__MATERIAL PROVIDED__.
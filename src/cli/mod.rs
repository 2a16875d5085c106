//! # CLI Module
//!
//! User-facing commands of `moodflow`. Each command opens the local storage,
//! builds a [`Session`] when credentials exist and delegates to the
//! [`crate::spotify`] client or the built-in [`crate::catalog`].
//!
//! ## Commands
//!
//! - [`auth`] - Opens the Spotify authorization page (PKCE or implicit)
//! - [`login`] - Finishes a login from a pasted redirect URL or a raw token
//! - [`logout`] - Forgets credentials and any pending authorization
//! - [`status`] - Shows whether a Spotify account is connected
//! - [`options`] - Lists the times of day and moods to choose from
//! - [`playlist`] - Shows the playlist for a time of day and mood
//! - [`search`] - Free-text track or playlist search
//! - [`play`] / [`pause`] - Playback control
//! - [`devices`] - Lists playback devices
//!
//! ## Usage Patterns
//!
//! ```bash
//! moodflow auth                               # Connect to Spotify
//! moodflow playlist --time night --mood happy # Pick a playlist
//! moodflow playlist --play                    # ...and start it
//! moodflow pause
//! moodflow logout
//! ```
//!
//! Without a connection `playlist` falls back to the built-in catalog.

use std::time::Duration;

use indicatif::{ProgressBar, ProgressStyle};

use crate::{
    error,
    management::{CredentialsManager, LocalStorage, Session},
};

mod auth;
mod options;
mod playback;
mod playlist;

pub use auth::auth;
pub use auth::login;
pub use auth::logout;
pub use auth::status;
pub use options::options;
pub use playback::devices;
pub use playback::pause;
pub use playback::play;
pub use playlist::playlist;
pub use playlist::search;
pub use playlist::SearchKind;

fn credentials_manager() -> CredentialsManager {
    CredentialsManager::new(LocalStorage::default_location())
}

async fn current_session(device_id: Option<String>) -> Option<Session> {
    let mut manager = credentials_manager();
    match Session::current(&mut manager, device_id).await {
        Ok(session) => session,
        Err(e) => error!("Cannot read stored credentials: {}", e),
    }
}

async fn require_session(device_id: Option<String>) -> Session {
    match current_session(device_id).await {
        Some(session) => session,
        None => error!("Not connected to Spotify. Run `moodflow auth` first."),
    }
}

fn spinner(message: &'static str) -> ProgressBar {
    let pb = ProgressBar::new_spinner();
    pb.set_message(message);
    pb.enable_steady_tick(Duration::from_millis(100));
    if let Ok(style) = ProgressStyle::with_template("{spinner:.blue} {msg}") {
        pb.set_style(style.tick_chars("⠋⠙⠹⠸⠼⠴⠦⠧⠇⠏"));
    }
    pb
}
use crate::{
    spotify::{ApiError, SpotifyClient},
    types::{Device, DevicesResponse, PlayRequest},
};

impl SpotifyClient {
    /// Starts or resumes playback. An empty request resumes the current
    /// context.
    pub async fn play(&self, device_id: Option<&str>, request: &PlayRequest) -> Result<(), ApiError> {
        let mut builder = self.put("/me/player/play").json(request);
        if let Some(device_id) = device_id {
            builder = builder.query(&[("device_id", device_id)]);
        }
        self.send_empty(builder).await
    }

    pub async fn pause(&self, device_id: Option<&str>) -> Result<(), ApiError> {
        let mut builder = self.put("/me/player/pause");
        if let Some(device_id) = device_id {
            builder = builder.query(&[("device_id", device_id)]);
        }
        // Spotify wants a body length on PUT even without payload.
        self.send_empty(builder.header(reqwest::header::CONTENT_LENGTH, 0))
            .await
    }

    pub async fn devices(&self) -> Result<Vec<Device>, ApiError> {
        let response: DevicesResponse = self.send_json(self.get("/me/player/devices")).await?;
        Ok(response.devices)
    }
}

__WORK TASK__.
In the reply, include exactly the lines from the beginning of the entries above through the line holding "pub use playlist::search;", and nothing besides.

__WRITTEN RESPONSE__.
filename src/cli/mod.rs
repository 2a16875d5085c106
//! # CLI Module
//!
//! User-facing commands of `moodflow`. Each command opens the local storage,
//! builds a [`Session`] when credentials exist and delegates to the
//! [`crate::spotify`] client or the built-in [`crate::catalog`].
//!
//! ## Commands
//!
//! - [`auth`] - Opens the Spotify authorization page (PKCE or implicit)
//! - [`login`] - Finishes a login from a pasted redirect URL or a raw token
//! - [`logout`] - Forgets credentials and any pending authorization
//! - [`status`] - Shows whether a Spotify account is connected
//! - [`options`] - Lists the times of day and moods to choose from
//! - [`playlist`] - Shows the playlist for a time of day and mood
//! - [`search`] - Free-text track or playlist search
//! - [`play`] / [`pause`] - Playback control
//! - [`devices`] - Lists playback devices
//!
//! ## Usage Patterns
//!
//! ```bash
//! moodflow auth                               # Connect to Spotify
//! moodflow playlist --time night --mood happy # Pick a playlist
//! moodflow playlist --play                    # ...and start it
//! moodflow pause
//! moodflow logout
//! ```
//!
//! Without a connection `playlist` falls back to the built-in catalog.

use std::time::Duration;

use indicatif::{ProgressBar, ProgressStyle};

use crate::{
    error,
    management::{CredentialsManager, LocalStorage, Session},
};

mod auth;
mod options;
mod playback;
mod playlist;

pub use auth::auth;
pub use auth::login;
pub use auth::logout;
pub use auth::status;
pub use options::options;
pub use playback::devices;
pub use playback::pause;
pub use playback::play;
pub use playlist::playlist;
pub use playlist::search;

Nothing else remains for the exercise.